= Beginning of Section =
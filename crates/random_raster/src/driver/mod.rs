//! Driver registration, identification and opening.
//!
//! The random raster driver is registered explicitly into a process-wide [`DriverManager`]
//! with [`register_random_raster_driver`]. Opening follows the usual data source protocol:
//! - [`Driver::identify`] decides quietly whether a source is a random raster descriptor.
//! - [`Driver::try_open`] parses, validates and builds a dataset, or explains why not.
//! - [`Driver::open_document`] builds a dataset from a document `identify` already parsed.
//! - [`Driver::open`] does both and records failures in the per-thread [`last_error`]
//!   channel.
use std::collections::BTreeMap;
use std::collections::HashMap;
use std::sync::{Arc, OnceLock, PoisonError, RwLock};

use serde_json::Value;
use tracing::{debug, info, warn};

use crate::config::OpenConfig;
use crate::descriptor::{is_random_raster_json, RasterDescriptor, DESCRIPTOR_TYPE};
use crate::error::{Error, Result};
use crate::raster::RandomRasterDataset;

pub mod last_error;
pub mod open_info;

pub use last_error::{error_reset, last_error, last_error_kind, last_error_msg, LastError};
pub use open_info::{DescriptorSource, OpenInfo};

/// Short name of the random raster driver.
pub const DRIVER_NAME: &str = "RANDOM_RASTER";

pub const DMD_LONGNAME: &str = "DMD_LONGNAME";
pub const DMD_HELPTOPIC: &str = "DMD_HELPTOPIC";
pub const DMD_EXTENSION: &str = "DMD_EXTENSION";
pub const DCAP_RASTER: &str = "DCAP_RASTER";
pub const DCAP_VIRTUALIO: &str = "DCAP_VIRTUALIO";

/// A raster format driver.
#[derive(Debug)]
pub struct Driver {
    description: String,
    metadata: BTreeMap<String, String>,
    config: OpenConfig,
}

impl Driver {
    /// The random raster driver with the default [`OpenConfig`].
    pub fn random_raster() -> Self {
        Self::build(OpenConfig::default())
    }

    /// The random raster driver with a custom configuration.
    pub fn random_raster_with(config: OpenConfig) -> Result<Self> {
        config.validate()?;
        Ok(Self::build(config))
    }

    fn build(config: OpenConfig) -> Self {
        let metadata = [
            (DMD_LONGNAME, "Random Distribution Raster"),
            (
                DMD_HELPTOPIC,
                "https://github.com/ahhz/random-raster/blob/main/docs/random_raster_driver.md",
            ),
            (DCAP_VIRTUALIO, "YES"),
            (DCAP_RASTER, "YES"),
            (DMD_EXTENSION, "json"),
        ]
        .into_iter()
        .map(|(k, v)| (k.to_owned(), v.to_owned()))
        .collect();
        Self {
            description: DRIVER_NAME.to_owned(),
            metadata,
            config,
        }
    }

    /// Short name, e.g. `RANDOM_RASTER`.
    pub fn description(&self) -> &str {
        &self.description
    }

    pub fn metadata_item(&self, key: &str) -> Option<&str> {
        self.metadata.get(key).map(String::as_str)
    }

    pub fn metadata(&self) -> impl Iterator<Item = (&str, &str)> {
        self.metadata.iter().map(|(k, v)| (k.as_str(), v.as_str()))
    }

    pub fn config(&self) -> &OpenConfig {
        &self.config
    }

    /// Returns true if `info` holds a random raster descriptor.
    ///
    /// The source needs a JSON signature, must fit the size limit and must parse as JSON
    /// with `"type": "RANDOM_RASTER"`. Never fails; unreadable sources are not identified.
    pub fn identify(&self, info: &OpenInfo) -> bool {
        self.identified_document(info).is_some()
    }

    /// The parsed descriptor document of `info`, if this driver identifies it.
    pub fn identified_document(&self, info: &OpenInfo) -> Option<Value> {
        if !info.has_json_signature() {
            return None;
        }
        self.read_document(info).ok().filter(is_random_raster_json)
    }

    fn read_document(&self, info: &OpenInfo) -> Result<Value> {
        let bytes = info.read(self.config.max_descriptor_bytes)?;
        Ok(serde_json::from_slice(&bytes)?)
    }

    /// Opens `info` as a dataset, wrapping any failure in [`Error::OpenRejected`].
    pub fn try_open(&self, info: &OpenInfo) -> Result<RandomRasterDataset> {
        self.read_document(info)
            .and_then(|document| self.build_dataset(info, &document))
            .map_err(rejected_open)
    }

    /// Builds a dataset from a document already read from `info`.
    pub fn open_document(
        &self,
        info: &OpenInfo,
        document: &Value,
    ) -> Result<RandomRasterDataset> {
        self.build_dataset(info, document).map_err(rejected_open)
    }

    fn build_dataset(&self, info: &OpenInfo, document: &Value) -> Result<RandomRasterDataset> {
        if !is_random_raster_json(document) {
            return Err(Error::Parse(format!(
                "'type' must be \"{DESCRIPTOR_TYPE}\""
            )));
        }
        let descriptor = RasterDescriptor::from_json_with(document, &self.config)?;
        let dataset = RandomRasterDataset::new(descriptor)?;
        info!(
            "Opened '{}': {}x{} {} from {}.",
            info.name(),
            dataset.width(),
            dataset.height(),
            dataset.pixel_type(),
            dataset.descriptor().distribution
        );
        Ok(dataset)
    }

    /// Opens `info` if it is identified as a random raster.
    ///
    /// Resets the error channel first. Returns `None` quietly for sources that are not
    /// random rasters; for identified sources that fail to open, the reason is recorded
    /// and readable through [`last_error_msg`].
    pub fn open(&self, info: &OpenInfo) -> Option<RandomRasterDataset> {
        error_reset();
        match self.identified_document(info) {
            Some(document) => self.open_identified(info, &document),
            None => {
                debug!("'{}' is not a {} source.", info.name(), DRIVER_NAME);
                None
            }
        }
    }

    fn open_identified(&self, info: &OpenInfo, document: &Value) -> Option<RandomRasterDataset> {
        match self.open_document(info, document) {
            Ok(dataset) => Some(dataset),
            Err(err) => {
                warn!("Failed to open '{}': {}", info.name(), err);
                last_error::set_last_error(&err);
                None
            }
        }
    }
}

fn rejected_open(source: Error) -> Error {
    Error::OpenRejected {
        driver: DRIVER_NAME,
        source: Box::new(source),
    }
}

/// Process-wide set of registered drivers.
#[derive(Debug, Default)]
pub struct DriverManager {
    drivers: RwLock<Vec<Arc<Driver>>>,
}

impl DriverManager {
    /// Adds `driver` unless one with the same name is registered. Returns true if added.
    pub fn register(&self, driver: Driver) -> bool {
        let mut drivers = self.drivers.write().unwrap_or_else(PoisonError::into_inner);
        if drivers.iter().any(|d| d.description() == driver.description()) {
            return false;
        }
        info!("Registered driver '{}'.", driver.description());
        drivers.push(Arc::new(driver));
        true
    }

    pub fn get_driver_by_name(&self, name: &str) -> Option<Arc<Driver>> {
        self.drivers
            .read()
            .unwrap_or_else(PoisonError::into_inner)
            .iter()
            .find(|d| d.description() == name)
            .cloned()
    }

    pub fn driver_count(&self) -> usize {
        self.drivers
            .read()
            .unwrap_or_else(PoisonError::into_inner)
            .len()
    }

    /// Short names of registered drivers, keyed to their long names.
    pub fn driver_names(&self) -> HashMap<String, String> {
        self.drivers
            .read()
            .unwrap_or_else(PoisonError::into_inner)
            .iter()
            .map(|d| {
                let long = d.metadata_item(DMD_LONGNAME).unwrap_or_default().to_owned();
                (d.description().to_owned(), long)
            })
            .collect()
    }

    /// Opens `info` with the first driver that identifies it.
    ///
    /// The source is read and parsed once per driver asked; the identifying driver opens
    /// the document it already parsed.
    pub fn open(&self, info: &OpenInfo) -> Option<RandomRasterDataset> {
        error_reset();
        let drivers = self
            .drivers
            .read()
            .unwrap_or_else(PoisonError::into_inner)
            .clone();
        for driver in drivers {
            if let Some(document) = driver.identified_document(info) {
                return driver.open_identified(info, &document);
            }
        }
        debug!("No driver identified '{}'.", info.name());
        None
    }
}

/// Returns the process-wide driver manager.
pub fn driver_manager() -> &'static DriverManager {
    static MANAGER: OnceLock<DriverManager> = OnceLock::new();
    MANAGER.get_or_init(DriverManager::default)
}

/// Registers the random raster driver. Repeated calls are no-ops.
pub fn register_random_raster_driver() {
    let manager = driver_manager();
    if manager.get_driver_by_name(DRIVER_NAME).is_some() {
        return;
    }
    manager.register(Driver::random_raster());
}
//! Buffers of generated pixels.
use crate::descriptor::PixelType;
use crate::distribution::SampleValue;

use super::Window;

/// Pixels of one window in row-major, native-endian encoding.
#[derive(Clone, Debug, PartialEq)]
pub struct PixelBlock {
    window: Window,
    pixel_type: PixelType,
    data: Vec<u8>,
}

impl PixelBlock {
    pub(crate) fn new(window: Window, pixel_type: PixelType, data: Vec<u8>) -> Self {
        debug_assert_eq!(data.len(), window.len() * pixel_type.size_bytes());
        Self {
            window,
            pixel_type,
            data,
        }
    }

    pub fn window(&self) -> Window {
        self.window
    }

    pub fn pixel_type(&self) -> PixelType {
        self.pixel_type
    }

    /// Size as `(width, height)`.
    pub fn size(&self) -> (usize, usize) {
        (self.window.width, self.window.height)
    }

    pub fn as_bytes(&self) -> &[u8] {
        &self.data
    }

    pub fn into_bytes(self) -> Vec<u8> {
        self.data
    }

    /// Value at `(col, row)` relative to the window origin, `None` if out of bounds.
    pub fn get(&self, col: usize, row: usize) -> Option<SampleValue> {
        if col >= self.window.width || row >= self.window.height {
            return None;
        }
        let size = self.pixel_type.size_bytes();
        let i = (row * self.window.width + col) * size;
        Some(self.pixel_type.decode(&self.data[i..i + size]))
    }

    /// Decoded values in row-major order.
    pub fn values(&self) -> impl Iterator<Item = SampleValue> + '_ {
        self.data
            .chunks_exact(self.pixel_type.size_bytes())
            .map(|px| self.pixel_type.decode(px))
    }

    pub fn to_f64_vec(&self) -> Vec<f64> {
        self.values().map(SampleValue::as_f64).collect()
    }
}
= End of Section =
**WORK INSTRUCTION:** The lines above from the one with "use crate::distribution::SampleValue;" through the one with "pub fn window(&self)" are to be duplicated exactly, ends included, with nothing added.

**ANSWER SECTION:**
use crate::distribution::SampleValue;

use super::Window;

/// Pixels of one window in row-major, native-endian encoding.
#[derive(Clone, Debug, PartialEq)]
pub struct PixelBlock {
    window: Window,
    pixel_type: PixelType,
    data: Vec<u8>,
}

impl PixelBlock {
    pub(crate) fn new(window: Window, pixel_type: PixelType, data: Vec<u8>) -> Self {
        debug_assert_eq!(data.len(), window.len() * pixel_type.size_bytes());
        Self {
            window,
            pixel_type,
            data,
        }
    }

    pub fn window(&self) -> Window {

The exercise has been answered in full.